Было совсем светло, когда меня разбудил о. Даниил: начиналась литургия. Все исповедались и причастились из самодельной деревянной чаши о. Савватия. Я подошла к ней последняя. Старик ласково благословил меня и простился со мною. Больше я его никогда не видела. Через год он прислал мне в Москву с Олегом подарок: ложку своей работы, покрытую резьбой. А еще через год я узнала, что он не пришел в Медовеевку на Пасху. Отцы тут же поспешили его проведать и нашли о. Савватия лежащим в полном облачении на койке со скрещенными руками. Он давно уже скончался. Его похоронили, по обычаю, возле опустевшей навсегда кельи. Занять ее уже никому не пришлось.

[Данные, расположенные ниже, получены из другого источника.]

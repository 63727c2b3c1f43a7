//! Construction parameters of a [`CalcRecip`](crate::calc::CalcRecip).

use std::sync::Arc;

use crate::{
    calc_errors::CalcError,
    constants::DEFAULT_SAMPLE,
    sample::{Lattice, Sample},
    units::UnitSystem,
};

/// Initial sample of a calculator.
#[derive(Debug, Clone)]
pub enum SampleSpec {
    /// Create and activate a fresh sample with this name.
    Name(String),
    /// Register and activate an existing sample.
    Instance(Arc<Sample>),
    /// Start without a sample; selecting an engine then fails with
    /// [`CalcError::NotReady`].
    None,
}

impl Default for SampleSpec {
    fn default() -> Self {
        SampleSpec::Name(DEFAULT_SAMPLE.to_string())
    }
}

/// Everything needed to build a calculator.
///
/// Fields
/// -----------------
/// * `geometry` – diffractometer type tag, resolved through a [`FactoryRegistry`](crate::factory::FactoryRegistry).
/// * `engine` – engine selected at construction. When unset, `"hkl"` is used if the
///   geometry has it, otherwise the geometry's first engine.
/// * `sample` – initial sample (default: a new sample called `"main"`).
/// * `lattice` – lattice applied to the initial sample, if any.
/// * `units` – unit system for every value read or written (default [`UnitSystem::User`]).
/// * `lock_engine` – forbid changing the engine after construction.
///
/// See also
/// ------------
/// * [`CalcParams::builder`] – Validating fluent construction.
#[derive(Debug, Clone)]
pub struct CalcParams {
    pub geometry: String,
    pub engine: Option<String>,
    pub sample: SampleSpec,
    pub lattice: Option<Lattice>,
    pub units: UnitSystem,
    pub lock_engine: bool,
}

impl CalcParams {
    /// Parameters for `geometry` with every other field at its default.
    pub fn new(geometry: impl Into<String>) -> Self {
        CalcParams {
            geometry: geometry.into(),
            engine: None,
            sample: SampleSpec::default(),
            lattice: None,
            units: UnitSystem::default(),
            lock_engine: false,
        }
    }

    /// # Example
    ///
    /// ```rust
    /// use recip_calc::calc::CalcParams;
    /// use recip_calc::units::UnitSystem;
    ///
    /// let params = CalcParams::builder("TwoC")
    ///     .engine("q")
    ///     .sample_name("silicon")
    ///     .units(UnitSystem::Default)
    ///     .lock_engine(true)
    ///     .build()
    ///     .unwrap();
    /// assert!(params.lock_engine);
    /// ```
    pub fn builder(geometry: impl Into<String>) -> CalcParamsBuilder {
        CalcParamsBuilder {
            params: CalcParams::new(geometry),
        }
    }
}

/// Builder for [`CalcParams`], with validation.
#[derive(Debug, Clone)]
pub struct CalcParamsBuilder {
    params: CalcParams,
}

impl CalcParamsBuilder {
    pub fn engine(mut self, engine: impl Into<String>) -> Self {
        self.params.engine = Some(engine.into());
        self
    }
    pub fn sample_name(mut self, name: impl Into<String>) -> Self {
        self.params.sample = SampleSpec::Name(name.into());
        self
    }
    pub fn sample(mut self, sample: impl Into<Arc<Sample>>) -> Self {
        self.params.sample = SampleSpec::Instance(sample.into());
        self
    }
    pub fn no_sample(mut self) -> Self {
        self.params.sample = SampleSpec::None;
        self
    }
    pub fn lattice(mut self, lattice: Lattice) -> Self {
        self.params.lattice = Some(lattice);
        self
    }
    pub fn units(mut self, units: UnitSystem) -> Self {
        self.params.units = units;
        self
    }
    pub fn lock_engine(mut self, lock: bool) -> Self {
        self.params.lock_engine = lock;
        self
    }

    /// Validate and produce the parameters.
    ///
    /// Validation rules
    /// -----------------
    /// * `geometry` and, when given, `engine` must not be empty.
    /// * a sample name, when given, must not be empty.
    pub fn build(self) -> Result<CalcParams, CalcError> {
        let p = &self.params;
        if p.geometry.trim().is_empty() {
            return Err(CalcError::InvalidParameter(
                "geometry type must not be empty".into(),
            ));
        }
        if p.engine.as_deref().is_some_and(|e| e.trim().is_empty()) {
            return Err(CalcError::InvalidParameter(
                "engine name must not be empty".into(),
            ));
        }
        if let SampleSpec::Name(name) = &p.sample {
            if name.trim().is_empty() {
                return Err(CalcError::InvalidParameter(
                    "sample name must not be empty".into(),
                ));
            }
        }
        Ok(self.params)
    }
}
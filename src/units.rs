//! # Unit systems
//!
//! Engines and the [`Geometry`](crate::geometry::Geometry) store every value in
//! *internal* units (radians, nanometers). Callers read and write values in the
//! unit system selected at construction:
//!
//! | mode      | angle   | length | inverse length |
//! |-----------|---------|--------|----------------|
//! | `user`    | degrees | nm     | nm⁻¹           |
//! | `default` | radians | nm     | nm⁻¹           |
//!
//! Each axis carries a [`Quantity`] so the conversion factor is looked up per axis.

use std::{fmt, str::FromStr};

use serde::{Deserialize, Serialize};

use crate::{calc_errors::CalcError, constants::RADEG};

/// Physical dimension of an axis value.
#[derive(Debug, Clone, Copy, PartialEq, Eq, Hash, Serialize, Deserialize)]
pub enum Quantity {
    Angle,
    Length,
    InverseLength,
    Dimensionless,
}

#[derive(Debug, Clone, Copy, PartialEq, Eq, Hash, Default, Serialize, Deserialize)]
#[serde(rename_all = "lowercase")]
pub enum UnitSystem {
    /// Degrees and nanometers.
    #[default]
    User,
    /// Radians and nanometers, the engines' own representation.
    Default,
}

impl UnitSystem {
    /// Number of user units in one internal unit of `quantity`.
    pub fn factor(&self, quantity: Quantity) -> f64 {
        match (self, quantity) {
            (UnitSystem::User, Quantity::Angle) => 1.0 / RADEG,
            _ => 1.0,
        }
    }

    pub fn to_user(&self, quantity: Quantity, internal: f64) -> f64 {
        internal * self.factor(quantity)
    }

    pub fn to_internal(&self, quantity: Quantity, user: f64) -> f64 {
        user / self.factor(quantity)
    }

    /// Convert a whole vector, axis by axis.
    ///
    /// `quantities` and `values` are zipped; the caller checks arity beforehand.
    pub(crate) fn vec_to_user(&self, quantities: &[Quantity], values: &[f64]) -> Vec<f64> {
        quantities
            .iter()
            .zip(values)
            .map(|(q, v)| self.to_user(*q, *v))
            .collect()
    }

    pub(crate) fn vec_to_internal(&self, quantities: &[Quantity], values: &[f64]) -> Vec<f64> {
        quantities
            .iter()
            .zip(values)
            .map(|(q, v)| self.to_internal(*q, *v))
            .collect()
    }

    pub fn name(&self) -> &'static str {
        match self {
            UnitSystem::User => "user",
            UnitSystem::Default => "default",
        }
    }
}

impl fmt::Display for UnitSystem {
    fn fmt(&self, f: &mut fmt::Formatter<'_>) -> fmt::Result {
        f.write_str(self.name())
    }
}

impl FromStr for UnitSystem {
    type Err = CalcError;

    fn from_str(s: &str) -> Result<Self, Self::Err> {
        match s {
            "user" => Ok(UnitSystem::User),
            "default" => Ok(UnitSystem::Default),
            _ => Err(CalcError::UnknownUnits(s.to_string())),
        }
    }
}

impl TryFrom<&str> for UnitSystem {
    type Error = CalcError;

    fn try_from(value: &str) -> Result<Self, Self::Error> {
        value.parse()
    }
}

#[cfg(test)]
mod test_units {
    use super::*;
    use approx::assert_relative_eq;

    #[test]
    fn test_angle_conversion() {
        let user = UnitSystem::User;
        assert_relative_eq!(
            user.to_user(Quantity::Angle, std::f64::consts::PI),
            180.0,
            epsilon = 1e-12
        );
        assert_relative_eq!(
            user.to_internal(Quantity::Angle, 90.0),
            std::f64::consts::FRAC_PI_2,
            epsilon = 1e-12
        );

        let default = UnitSystem::Default;
        assert_eq!(default.to_user(Quantity::Angle, 1.25), 1.25);
        assert_eq!(user.to_user(Quantity::InverseLength, 3.5), 3.5);
    }

    #[test]
    fn test_parse_units() {
        assert_eq!("user".parse::<UnitSystem>(), Ok(UnitSystem::User));
        assert_eq!(UnitSystem::try_from("default"), Ok(UnitSystem::Default));
        assert_eq!(
            "furlong".parse::<UnitSystem>(),
            Err(CalcError::UnknownUnits("furlong".into()))
        );
    }

    #[test]
    fn test_serde_lowercase() {
        let json = serde_json::to_string(&UnitSystem::Default).unwrap();
        assert_eq!(json, "\"default\"");
        let back: UnitSystem = serde_json::from_str("\"user\"").unwrap();
        assert_eq!(back, UnitSystem::User);
    }
}
#[cfg(test)]
mod tests {
    use super::*;
    use crate::persistence::MemoryStore;

    fn engine(config: GameConfig) -> GameEngine {
        GameEngine::new(config, BestScore::in_memory()).unwrap()
    }

    fn seeded(grid_size: usize) -> GameConfig {
        GameConfig {
            seed: Some(42),
            ..GameConfig::new(grid_size)
        }
    }

    #[test]
    fn test_new_engine_waits_for_start() {
        let mut engine = engine(GameConfig::default());
        assert_eq!(engine.status(), GameStatus::NotStarted);
        assert_eq!(engine.tick(), TickOutcome::Idle);
        assert!(!engine.change_direction(Direction::Up));
    }

    #[test]
    fn test_start_layout() {
        let mut engine = engine(GameConfig::default());
        let interval = engine.start();
        let state = engine.state();

        assert_eq!(interval, Duration::from_millis(250));
        assert_eq!(state.status, GameStatus::Running);
        assert_eq!(state.score, 0);
        let body: Vec<Position> = state.snake.segments().copied().collect();
        assert_eq!(
            body,
            vec![
                Position::new(10, 10),
                Position::new(11, 10),
                Position::new(12, 10)
            ]
        );
        assert_eq!(state.snake.direction, Direction::Left);
        let food = state.food.unwrap();
        assert!(state.is_in_bounds(food));
        assert!(!state.is_occupied_by_snake(food));
    }

    #[test]
    fn test_basic_movement() {
        let mut engine = engine(GameConfig::small());
        engine.start();
        let initial_head = engine.state().snake.head();
        engine.state.food = Some(Position::new(0, 0));

        let outcome = engine.tick();

        assert_eq!(outcome, TickOutcome::Moved);
        assert_eq!(engine.state().ticks, 1);
        assert_eq!(engine.state().snake.head(), initial_head.moved_by(-1, 0));
        assert_eq!(engine.state().snake.len(), 3);
    }

    #[test]
    fn test_food_consumption() {
        let mut engine = engine(GameConfig::small());
        engine.start();

        let head = engine.state().snake.head();
        engine.state.food = Some(head.moved_in_direction(Direction::Left));

        let outcome = engine.tick();

        assert_eq!(
            outcome,
            TickOutcome::Ate {
                score: 10,
                interval: Duration::from_millis(240),
                speed_changed: true,
            }
        );
        assert_eq!(engine.state().snake.len(), 4);
        let food = engine.state().food.unwrap();
        assert!(!engine.state().is_occupied_by_snake(food));
        assert_eq!(engine.best_score(), 10);
    }

    #[test]
    fn test_speed_floor() {
        let config = GameConfig {
            initial_interval_ms: 105,
            ..GameConfig::small()
        };
        let mut engine = engine(config);
        engine.start();

        for expected in [100, 100] {
            let head = engine.state().snake.head();
            let dir = engine.state().snake.direction;
            engine.state.food = Some(head.moved_in_direction(dir));
            match engine.tick() {
                TickOutcome::Ate { interval, .. } => {
                    assert_eq!(interval, Duration::from_millis(expected))
                }
                other => panic!("expected to eat, got {:?}", other),
            }
        }
    }

    #[test]
    fn test_unchanged_speed_does_not_request_reschedule() {
        let config = GameConfig {
            initial_interval_ms: 100,
            ..GameConfig::small()
        };
        let mut engine = engine(config);
        engine.start();
        let head = engine.state().snake.head();
        engine.state.food = Some(head.moved_in_direction(Direction::Left));

        assert!(matches!(
            engine.tick(),
            TickOutcome::Ate {
                speed_changed: false,
                ..
            }
        ));
    }

    #[test]
    fn test_wall_collision() {
        let mut engine = engine(GameConfig::small());
        let snake = Snake::new(Position::new(0, 5), Direction::Left, 3);
        engine.start_with(snake.clone(), Position::new(5, 5)).unwrap();

        let outcome = engine.tick();

        assert_eq!(outcome, TickOutcome::Collided(CollisionType::Wall));
        assert_eq!(engine.status(), GameStatus::GameOver);
        assert_eq!(engine.state().snake, snake);
    }

    #[test]
    fn test_self_collision() {
        let mut engine = engine(GameConfig::small());

        // Body: (5,5), (4,5), (3,5), (2,5), (1,5)
        let snake = Snake::new(Position::new(5, 5), Direction::Right, 5);
        engine.start_with(snake, Position::new(8, 8)).unwrap();

        engine.change_direction(Direction::Down);
        engine.tick();
        engine.change_direction(Direction::Left);
        engine.tick();
        engine.change_direction(Direction::Up);
        let outcome = engine.tick();

        assert_eq!(outcome, TickOutcome::Collided(CollisionType::SelfCollision));
    }

    #[test]
    fn test_prevent_180_degree_turn() {
        let mut engine = engine(GameConfig::small());
        engine.start();

        assert!(!engine.change_direction(Direction::Right));
        assert_eq!(engine.state().snake.pending_direction, Direction::Left);
    }

    #[test]
    fn test_reversal_checked_against_current_not_pending() {
        let mut engine = engine(GameConfig::small());
        engine.start();

        // Queue up, then down: down is not the reverse of the current (left)
        assert!(engine.change_direction(Direction::Up));
        assert!(engine.change_direction(Direction::Down));
        assert_eq!(engine.state().snake.pending_direction, Direction::Down);
    }

    #[test]
    fn test_last_queued_direction_wins() {
        let mut engine = engine(seeded(10));
        engine.start();
        engine.state.food = Some(Position::new(0, 0));
        let head = engine.state().snake.head();

        engine.change_direction(Direction::Up);
        engine.change_direction(Direction::Down);
        engine.tick();

        assert_eq!(engine.state().snake.head(), head.moved_by(0, 1));
        assert_eq!(engine.state().snake.direction, Direction::Down);
    }

    #[test]
    fn test_terminated_game_no_update() {
        let mut engine = engine(GameConfig::small());
        engine.start();
        engine.end();
        let ticks_before = engine.state().ticks;

        assert_eq!(engine.tick(), TickOutcome::Idle);
        assert_eq!(engine.state().ticks, ticks_before);
        assert!(!engine.change_direction(Direction::Up));
    }

    #[test]
    fn test_restart_resets_session() {
        let mut engine = engine(GameConfig::small());
        engine.start();
        engine.state.score = 70;
        engine.state.interval = Duration::from_millis(180);
        engine.end();

        let interval = engine.restart();

        assert_eq!(interval, Duration::from_millis(250));
        assert_eq!(engine.status(), GameStatus::Running);
        assert_eq!(engine.state().score, 0);
        assert_eq!(engine.state().snake.len(), 3);
    }

    #[test]
    fn test_filling_the_grid_wins() {
        let config = GameConfig {
            initial_snake_length: 1,
            ..GameConfig::new(5)
        };
        let mut engine = engine(config);

        // Serpentine covering 24 of 25 cells, head at (0,4), last free cell (0,3)
        let mut cells = Vec::new();
        for y in (0..5).rev() {
            let xs: Vec<i32> = if y % 2 == 0 {
                (0..5).collect()
            } else {
                (0..5).rev().collect()
            };
            for x in xs {
                cells.push(Position::new(x, y));
            }
        }
        cells.retain(|p| *p != Position::new(0, 3));
        let snake = Snake::from_segments(cells, Direction::Up).unwrap();
        engine.start_with(snake, Position::new(0, 3)).unwrap();

        let outcome = engine.tick();

        assert_eq!(outcome, TickOutcome::Won);
        assert_eq!(engine.status(), GameStatus::Won);
        assert_eq!(engine.state().food, None);
        assert_eq!(engine.state().snake.len(), 25);
    }

    #[test]
    fn test_grid_without_free_cell_is_rejected() {
        let full = GameConfig {
            initial_snake_length: 1,
            ..GameConfig::new(1)
        };
        assert!(GameEngine::new(full, BestScore::in_memory()).is_err());

        let mut engine = engine(GameConfig {
            initial_snake_length: 1,
            seed: Some(3),
            ..GameConfig::new(2)
        });
        engine.start();
        assert_eq!(engine.status(), GameStatus::Running);
        assert!(engine.state().food.is_some());
    }

    #[test]
    fn test_spawn_food_on_crowded_grid() {
        let mut rng = StdRng::seed_from_u64(1);
        let snake = Snake::from_segments(
            [Position::new(0, 0), Position::new(1, 0), Position::new(0, 1)],
            Direction::Up,
        )
        .unwrap();
        let free = spawn_food(&mut rng, &snake, 2).unwrap();
        assert_eq!(free, Position::new(1, 1));
    }

    #[test]
    fn test_best_score_loaded_and_raised() {
        let store = MemoryStore::with_value(20);
        let mut engine =
            GameEngine::new(GameConfig::small(), BestScore::new(store.clone())).unwrap();
        assert_eq!(engine.best_score(), 20);

        engine.start();
        for _ in 0..3 {
            let head = engine.state().snake.head();
            let dir = engine.state().snake.direction;
            engine.state.food = Some(head.moved_in_direction(dir));
            engine.tick();
        }

        assert_eq!(engine.state().score, 30);
        assert_eq!(store.get(), 30);
    }

    #[test]
    fn test_start_with_rejects_food_on_snake() {
        let mut engine = engine(GameConfig::small());
        let snake = Snake::new(Position::new(5, 5), Direction::Left, 3);
        assert!(engine.start_with(snake, Position::new(6, 5)).is_err());
    }
}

После службы мы сидели с Олегом на краю поляны, ожидая о. Даниила, беседовавшего и прощавшегося с друзьями. Монахи расходились и, поравнявшись с нами, молча кланялись в пояс. Никто не любопытствовал и не разглядывал нас. Только один молодой высокий монах, проходя мимо, бросил вопросительный взгляд, и у меня навсегда осталось об этом взгляде воспоминание как бы огненного прикосновения. Монах шел быстрым летящим шагом, и чувствовалась в этом человеке сила.

— О нем отцы говорят, что это большой подвижник и одаренный человек. Это настоящий монах, — сказал мне Олег.

— А тебе не показалось, что он подозрительно отнесся к нам?

— Он стоит один перед Богом, — задумчиво ответил мне Олег, — ему не нужен никто из человеков для творчества. Ты видишь, какой он… огненный?

— Какой в нем огонь? — возразила я. — Ты же понимаешь, это он на нас направил свой огонь. Отчего же о. Даниил и даже о. Савватий нам доверяют?

Подошел о. Даниил и сказал, что перед уходом мы должны навестить его друга о. Симона, живущего тут же на Медовеевской поляне. Я заметила этого монаха еще в храме: это был тот, что один стоял с цветами в руке. Высокий, узкоплечий, измученный малярией, почти прозрачный, но еще нестарый человек с выражением лица мечтательным и кротким. Жить одному суровой жизнью отшельника ему было нелегко.

Мы разложили костер, вскипятили мятного чайку и сварили мамалыгу. Ложка постного масла в общий котел, принесенного заботливым о. Даниилом в бутылке, была праздничным украшением трапезы для о. Симона. Еще мы принесли ему в подарок сотового меда. О. Симон сочувственно и радостно принимал наши с Олегом откровенности и признания, от него веяло восторженностью, не вполне «приличной» монаху. Даже келья его отличалась ото всех виденных мною особой чистотой, и воздух в ней был свежий и ароматный, и единственная икона в ней — Иверской Божьей Матери стояла украшенная цветами.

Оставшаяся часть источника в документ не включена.